2023 (204 points, 78 comments) https://news.ycombinator.com/item?id=38764353
2022 (305 points, 119 comments) https://news.ycombinator.com/item?id=32896580
Note they've had a couple of security vulnerabilities https://news.ycombinator.com/item?id=39830553 https://news.ycombinator.com/item?id=40055726
Dude. Can I borrow your time machine?
Yes, OpenTitan is cool.
The philosophical discussion about FPGAs and ASICs in the context of security is interesting.
For the TKey FPGA design you can inspect both the design (https://github.com/tillitis/tillitis-key1/tree/main/hw/appli...) and the toolchain (Icestorm: https://github.com/tillitis/tillitis-key1/blob/main/doc/tool... that contains synthesis, place&route, NVCM programming tools). However, the internal FPGA fabric—consisting of the logic cells, memory, and interconnects—remains proprietary.
Most Open Source ASICs I am aware of provide open-source RTL designs, but the tool chains are usually proprietary. Hard macros, memories, security mechanisms, etc are typically also closed source. And then there is the manufacturing process itself that is not transparent.
There isn’t a definitive answer as to what constitutes “enough” openness for security inspections. Individuals have different thresholds for what they consider acceptable.
So far we chose as much open source as possible.

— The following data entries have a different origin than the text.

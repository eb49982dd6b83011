//! Main application entry point (CLI binary).
//!
//! This is a thin wrapper around the `endpoint_resolver` library that handles:
//! - Command-line argument parsing
//! - Logger initialization
//! - Deadline and Ctrl-C cancellation
//! - User-facing output formatting
//!
//! All core functionality is implemented in the library crate.

use std::process;
use std::time::Duration;

use anyhow::{Context, Result};
use clap::Parser;
use log::warn;

use endpoint_resolver::initialization::init_logger_with;
use endpoint_resolver::{new_resolver_with_logging, CancellationToken, Config, Opt, Resolver};

#[tokio::main]
async fn main() -> Result<()> {
    let opt = Opt::parse();

    init_logger_with(opt.log_level.into(), opt.log_format)
        .context("Failed to initialize logger")?;

    let resolver = new_resolver_with_logging(opt.external_dns.clone(), Config::default())
        .context("Failed to initialize resolver")?;

    let cancel = CancellationToken::new();
    if let Some(secs) = opt.deadline {
        let deadline = cancel.clone();
        tokio::spawn(async move {
            tokio::time::sleep(Duration::from_secs(secs)).await;
            warn!("Deadline of {secs}s reached, cancelling");
            deadline.cancel();
        });
    }
    let interrupt = cancel.clone();
    tokio::spawn(async move {
        if tokio::signal::ctrl_c().await.is_ok() {
            interrupt.cancel();
        }
    });

    match resolver.resolve(&cancel, &opt.to_request()).await {
        Ok(resolution) => {
            for url in &resolution.urls {
                println!("{url}");
            }
            if let Some(warning) = resolution.warning {
                eprintln!("{warning}");
            }
            Ok(())
        }
        Err(e) => {
            eprintln!("endpoint_resolver error: {e} ({})", e.code());
            process::exit(1);
        }
    }
}
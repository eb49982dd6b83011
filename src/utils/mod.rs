//! Shared utilities.
//!
//! This module provides:
//! - A cancellation-aware wrapper for network awaits
//! - Duration formatting for log lines

mod cancel;

pub use cancel::cancellable;

use std::time::Duration;

/// Converts a duration to fractional milliseconds for log output.
pub fn duration_to_ms(duration: Duration) -> f64 {
    duration.as_secs_f64() * 1000.0
}

#[cfg(test)]
mod tests {
    include!("tests.rs");
}
//! Cancellation helpers.
//!
//! Every network await in the pipeline goes through `cancellable` so a
//! cancelled token aborts it at once instead of waiting out its timeout.

use std::future::Future;

use tokio_util::sync::CancellationToken;

use crate::error_handling::ResolveError;

/// Runs `future` unless `cancel` fires first.
///
/// Cancellation is checked first, so an already-cancelled token never polls
/// the future.
///
/// # Errors
///
/// Returns `ResolveError::Cancelled` if the token is cancelled before the
/// future completes.
pub async fn cancellable<F, T>(cancel: &CancellationToken, future: F) -> Result<T, ResolveError>
where
    F: Future<Output = T>,
{
    tokio::select! {
        biased;
        _ = cancel.cancelled() => Err(ResolveError::Cancelled),
        output = future => Ok(output),
    }
}
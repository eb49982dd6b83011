use std::time::Instant;

use async_trait::async_trait;
use log::debug;
use tokio_util::sync::CancellationToken;

use crate::checker::logging::log_outcome;
use crate::error_handling::ResolveError;
use crate::models::{ResolveRequest, Resolution};
use crate::resolver::Resolver;

/// Wraps a `Resolver` and logs each resolution with its elapsed time.
#[derive(Debug, Clone)]
pub struct LoggingResolver<R> {
    inner: R,
    instance: String,
}

impl<R: Resolver> LoggingResolver<R> {
    pub fn new(inner: R, instance: impl Into<String>) -> Self {
        Self {
            inner,
            instance: instance.into(),
        }
    }

    pub fn inner(&self) -> &R {
        &self.inner
    }
}

#[async_trait]
impl<R: Resolver> Resolver for LoggingResolver<R> {
    async fn resolve(
        &self,
        cancel: &CancellationToken,
        request: &ResolveRequest,
    ) -> Result<Resolution, ResolveError> {
        debug!(
            "[{}] resolve endpoint={} ports={:?} user_agent={:?}",
            self.instance, request.endpoint, request.ports, request.user_agent
        );
        let started = Instant::now();
        let outcome = self.inner.resolve(cancel, request).await;
        log_outcome(&self.instance, "resolve", started, &outcome);
        outcome
    }
}
//! Error categorization and retry strategy.
//!
//! This module configures the external DNS retry strategy and labels the
//! transport errors that probes skip over, so debug logs say why an attempt
//! was discarded.

use std::time::{Duration, Instant};

use hickory_resolver::error::{ResolveError as DnsError, ResolveErrorKind};
use tokio_retry::strategy::ExponentialBackoff;

use crate::config::Config;

/// Creates the exponential backoff used between passes over the external resolver list.
///
/// Delays start at `dns_initial_backoff`, are multiplied by `dns_backoff_base`
/// after each pass and are capped at `dns_max_backoff`. The iterator ends as
/// soon as sleeping for the next delay would push the total time since
/// `started` past `dns_max_elapsed`.
///
/// # Returns
///
/// A retry strategy iterator ready for use with `tokio_retry::RetryIf`.
pub fn get_dns_retry_strategy(
    config: &Config,
    started: Instant,
) -> impl Iterator<Item = Duration> {
    let base = config.dns_backoff_base.max(2);
    let initial_ms = config.dns_initial_backoff.as_millis() as u64;
    let max_elapsed = config.dns_max_elapsed;

    // ExponentialBackoff yields factor * base^n, starting at n = 1
    ExponentialBackoff::from_millis(base)
        .factor((initial_ms / base).max(1))
        .max_delay(config.dns_max_backoff)
        .take_while(move |delay| started.elapsed() + *delay <= max_elapsed)
}

/// Labels a `reqwest::Error` for logging.
pub fn categorize_reqwest_error(error: &reqwest::Error) -> &'static str {
    if error.is_builder() {
        "request builder error"
    } else if error.is_timeout() {
        "timeout"
    } else if error.is_connect() {
        "connect error"
    } else if error.is_redirect() {
        "redirect error"
    } else if error.is_request() {
        "request error"
    } else if error.is_body() {
        "body error"
    } else if error.is_decode() {
        "decode error"
    } else {
        "other error"
    }
}

/// Labels a `hickory_resolver` error for logging.
pub fn categorize_dns_error(error: &DnsError) -> String {
    match error.kind() {
        ResolveErrorKind::NoRecordsFound { response_code, .. } => {
            format!("no records ({response_code})")
        }
        ResolveErrorKind::Timeout => "timeout".to_string(),
        ResolveErrorKind::Io(_) => "io error".to_string(),
        ResolveErrorKind::Proto(_) => "protocol error".to_string(),
        _ => "other error".to_string(),
    }
}
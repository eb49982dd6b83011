//! Endpoint parsing and classification.
//!
//! An endpoint is `hostname` or `hostname:port`. This module splits it,
//! works out which ports to probe, and classifies the hostname once so the
//! orchestrator can branch on a single value.

use std::net::{Ipv4Addr, Ipv6Addr};

use crate::domain::is_domain_name;
use crate::error_handling::ResolveError;

/// An endpoint split into hostname and optional embedded port.
#[derive(Debug, Clone, PartialEq, Eq)]
pub struct Endpoint {
    pub hostname: String,
    pub port: Option<u16>,
}

/// Shape of an endpoint's hostname.
#[derive(Debug, Clone, Copy, PartialEq, Eq)]
pub enum HostKind {
    Domain,
    Ipv4(Ipv4Addr),
    Ipv6(Ipv6Addr),
    Invalid,
}

impl Endpoint {
    /// Splits an endpoint on its first `:`.
    ///
    /// IPv6 literals are recognized before splitting, bare (`::1`) or
    /// bracketed (`[::1]`, `[::1]:8443`), so they classify as IPv6 instead of
    /// being cut apart. Brackets are only valid around an IPv6 literal. An
    /// empty port (`example.com:`) means no embedded port.
    ///
    /// # Errors
    ///
    /// - `ResolveError::InvalidEndpointPort` if an embedded port is not a
    ///   number in `1..=65535`
    /// - `ResolveError::InvalidEndpoint` for brackets around anything but an
    ///   IPv6 literal
    pub fn parse(raw: &str) -> Result<Self, ResolveError> {
        if raw.parse::<Ipv6Addr>().is_ok() {
            return Ok(Endpoint {
                hostname: raw.to_string(),
                port: None,
            });
        }

        if let Some(rest) = raw.strip_prefix('[') {
            if let Some((host, tail)) = rest.split_once(']') {
                if host.parse::<Ipv6Addr>().is_err() {
                    return Err(ResolveError::InvalidEndpoint);
                }
                let port = match tail.strip_prefix(':') {
                    Some(port) => parse_port(port)?,
                    None if tail.is_empty() => None,
                    None => return Err(ResolveError::InvalidEndpoint),
                };
                return Ok(Endpoint {
                    hostname: host.to_string(),
                    port,
                });
            }
        }

        match raw.split_once(':') {
            Some((host, port)) => Ok(Endpoint {
                hostname: host.to_string(),
                port: parse_port(port)?,
            }),
            None => Ok(Endpoint {
                hostname: raw.to_string(),
                port: None,
            }),
        }
    }

    /// Ports to probe: embedded port, else explicit ports, else the defaults.
    ///
    /// The result keeps first-seen order and holds no duplicates.
    pub fn effective_ports(&self, requested: &[u16], defaults: &[u16]) -> Vec<u16> {
        if let Some(port) = self.port {
            return vec![port];
        }
        let source = if requested.is_empty() {
            defaults
        } else {
            requested
        };
        let mut ports = Vec::with_capacity(source.len());
        for port in source {
            if !ports.contains(port) {
                ports.push(*port);
            }
        }
        ports
    }

    /// Classifies the hostname.
    ///
    /// IP literals are checked first, so a hostname that is both an IP literal
    /// and domain-shaped is handled as an IP.
    pub fn kind(&self) -> HostKind {
        classify_host(&self.hostname)
    }
}

/// Classifies a hostname as IPv4 literal, IPv6 literal, domain name or invalid.
pub fn classify_host(hostname: &str) -> HostKind {
    if let Ok(ip) = hostname.parse::<Ipv4Addr>() {
        return HostKind::Ipv4(ip);
    }
    if let Ok(ip) = hostname.parse::<Ipv6Addr>() {
        return HostKind::Ipv6(ip);
    }
    if is_domain_name(hostname) {
        return HostKind::Domain;
    }
    HostKind::Invalid
}

/// An empty port is the same as no port.
fn parse_port(raw: &str) -> Result<Option<u16>, ResolveError> {
    if raw.is_empty() {
        return Ok(None);
    }
    match raw.parse::<u16>() {
        Ok(0) | Err(_) => Err(ResolveError::InvalidEndpointPort),
        Ok(port) => Ok(Some(port)),
    }
}

#[cfg(test)]
mod tests {
    include!("tests.rs");
}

theoretically this is quite desirable but various protocols aren't build in a way enabling it
e.g. TOTP pushes a secret from the server to the client, instead of having some form of deterministic key exchange
similar while FIDO protocols and passkeys could have been designed in a way which can work fully stateless they are not
now it doesn't mean you can't make it work with tkeys but it can get more complex e.g. for TOTP using TKey to guard a local password vault which then does the TOTP instead of having the TOTP on the key directly (but then while TOTP is better then SMS 2FA it's still pretty bad compared to what technically is possible, like much worse then a lot of people realize)
It's been a while since I've looked deeply at FIDO, but I think they would have had to make a handful of nontrivial security concessions to make WebAuthn stateless. One pretty important one that comes to mind is the token counter, which in principal enables RPs to detect a cloned credential.
If you only do user presence and non-discoverable, then WebAuthn is completely stateless and deterministic for a given (challenge,rpId,origin) triplet
Being transparent looks cool, but doesn't it make it more attractive to opportunistic thieves? What about something more plain that just looks like a key fob?
I think it is a really smart concept. Take the measurement feature of a TPM but remove the untrusted components supplying the measurements.
I really want one. I just currently don't know how to write device driver stuff and my ADHD means if I don't accomplish a project instantly I won't accomplish it at all.
Or download for free the CryptoServer SDK from https://utimaco.com/products/platform/cryptoserver-general-p... Their SDK contains a HSM simulator. They provide instructions how to run it in a container so that you then even have a network HSM.
Ease into it. We have fairly good documentation and some getting started material you can read (tillitis.se, dev.tillitis.se, GitHub) to gauge your level of understanding. The design is also meant to have the bare minimum complexity necessary to accomplish its functionality. It seems to have potential as a learning platform for college students who want to understand computers from the gates and up.
I love how configurable this is and the ability to tamper with it
PS. Another question, any plans to adopt usb-a?